Hi, I am trying to learn some stuff about percolation, specifically what Menshikov's theorem is about. On wiki http://en.wikipedia.org/wiki/Percolation_theory it says: "when p<pc, the probability that a specific point (for example, the origin) is contained in an open cluster of size r decays to zero exponentially in r." And in http://www.ams.org/samplings/feature-column/fcarc-percolation it says something similar: "This means that the probability of having an open path decreases exponentially as the distance traveled by the path increases." Now in the image below: it seems as though the vast majority of the grid's squares (sites) are members of fairly large clusters. So, if I were to pick a site at random, it seems that chances are it would be in one of these fairly large clusters. However, the wikipedia statement would suggest the randomly picked point would be most likely to be found in a very small cluster (small r), and not one of these large ones. Can anyone tell me what I am misunderstanding? Thanks
The large clusters are just more visible (as they are larger :D). In addition, I think this exponential decay is the limit for large cluster sizes. The closer p is to pc, the larger the cluster sizes where you see this exponential decay.
Hmm. But the large clusters are taking up a visibly large amount of area. So if for example the area of the whole lattice is 1000x1000 = 1000000, and one of the clusters is of size 300000, then there is a 30% chance that an arbitrarily picked site is in a cluster with size 300000. Maybe the wiki definition is saying that there is close to 0% chance of it being in a cluster of size exactly 300000 (as opposed to say, 300001)? If so, it kind of makes sense when you consider that the image shown is just one specific instance. But then the second definition confuses me, as surely if most of the clusters are fairly large, then the chances of there being a path of distance 1 is going to be almost the same as the chances of a path of distance 2. Would it be possible that by "decreases exponentially" he means only after a certain value of r, like in the graph i've attached?
I think in the image, it is just easier to see the larger clusters as mfb says. It seems possible to me that truly the cluster size does obey exponential decay, it is just hard to see it. In Kesten's paper, the theorem (as he wrote it) is like this: For any ##p<1/2## there exists a constant ##C_1(p)>0## such that for all n [tex]P_p ( \text{W contains vertices at a distance} \geq \text{n from the origin} ) \leq 2e^{-C_1(p)n} [/tex] And he explains earlier that ##W## is the open cluster that contains the origin. So, it really does seem like it is an exponential decay, for any distance from the origin. So (I think) even the small clusters obey this exponential decay law. Well, it is an inequality, not truly an equation giving the exact value of the probability. edit: also, since it is saying the probability is less than or equal to that amount, it means that the decay is at least exponential. So we are guaranteed that the probability of size of cluster decays at least exponentially with the cluster size. In other words, it could decay even faster, but not slower, than exponential.

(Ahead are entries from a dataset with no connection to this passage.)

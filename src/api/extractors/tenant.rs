use axum::{
    extract::{FromRequestParts, Path},
    http::{request::Parts, StatusCode},
};
use std::collections::HashMap;
use std::sync::Arc;

use crate::state::AppState;

/// Resolves and verifies the `{tenant_id}` path segment. Every
/// tenant-scoped route goes through this, so a handler never sees an
/// id for a tenant that does not exist.
pub struct TenantId(pub String);

impl FromRequestParts<Arc<AppState>> for TenantId {
    type Rejection = StatusCode;

    async fn from_request_parts(
        parts: &mut Parts,
        state: &Arc<AppState>,
    ) -> Result<Self, Self::Rejection> {
        let params: Path<HashMap<String, String>> = Path::from_request_parts(parts, state)
            .await
            .map_err(|_| StatusCode::BAD_REQUEST)?;

        let tenant_id = params.get("tenant_id").ok_or(StatusCode::BAD_REQUEST)?;

        match state.tenant_repo.find_by_id(tenant_id).await {
            Ok(Some(_)) => Ok(TenantId(tenant_id.clone())),
            Ok(None) => Err(StatusCode::NOT_FOUND),
            Err(_) => Err(StatusCode::INTERNAL_SERVER_ERROR),
        }
    }
}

You are right, if we say have 1000 clusters in total, we will have many clusters of size 1, fewer clusters of size 2, fewer sizes of size 3 etc. But of course there will be a few very large clusters. So the text I quoted from Wiki: "when p<pc, the probability that a specific point (for example, the origin) is contained in an open cluster of size r decays to zero exponentially in r." makes sense, as the probability of a site being in a cluster of size 1 is much higher than it being in a cluster of size, say, 26845. Now that you rephrased Kesten's paper, it seems like you are saying that sites near the origin are very likely to be members of the cluster, and as you consider vertices which are further away they are exponentially less likely to be in that cluster. This would make sense, and would apply to any cluster, regardless of its size. However, in that case the two statements are saying different things, and they are both supposed to be based off Menshikov's theorem (or are they?) One is saying that you get many small clusters and fewer large clusters, while the theorem you mentioned is talking about points in clusters and not anything to do with cluster sizes themselves. Sorry about this, hope I made some sense!
I am pretty sure that wikipedia is trying to say the exact same thing as Kesten. I am almost certain that when wikipedia says "when p<pc, the probability that a specific point (for example, the origin) is contained in an open cluster of size r decays to zero exponentially in r." They actually mean what I wrote in the post above. When they say "...an open cluster of size r..." I think they just mean that since the point would be distance r from the origin, the cluster will have 'size' of at least r. I don't think they mean size to be the actual area which is taken up by the cluster. Maybe there is a theorem specifically about the area of the cluster. But I have not been able to find it. In Kesten's paper "The critical probability of bond percolation on the square lattice equals 1/2", it does not seem to specifically mention anything about the area of the clusters. But maybe I did not read it carefully enough. p.s. Kesten seems to be the guy who proved this theorem in 2d. I think that Menshikov proved it in 3d. edit: you might be able to find something about the area of clusters if you search through the related papers. I don't know. Also, maybe in some related papers they will talk about the fractal dimension of this object. But I would guess that such a thing is only an approximation in the limit that you 'zoom out' from the lattice, since clearly it can't be a true fractal, once you zoom in on the lattice, you see that the smallest lines are of the size of one link on the lattice.
I think we canmot see any deviation from an exponential law just by looking at the image. If the exponential is falling slowly, the propability to be in a cluster of size 10 is close to the probability to be in a cluster of size 1000. But we don't look at the image for linear cluster sizes. We compare the clusters with sizes 1 to 100 with the clusters of size 100 to 10000. The latter group will win by a factor of nearly 100 just because it has more integers in its range. You expect to be most points in "large" clusters, as the definition of "large" is roughly following a logarithmic scaling.
yeah. If the ##C_1(p)## constant is small, and we are zoomed in to a relatively small part of the lattice, then the probability of larger clusters and smaller clusters will not be very different. To be honest, the people who made that picture probably chose a zoom scale and value for ##p## such that it would be possible to see some larger clusters as well as the smaller clusters. If they chose values such that you could only see small clusters, then it would make a pretty boring picture.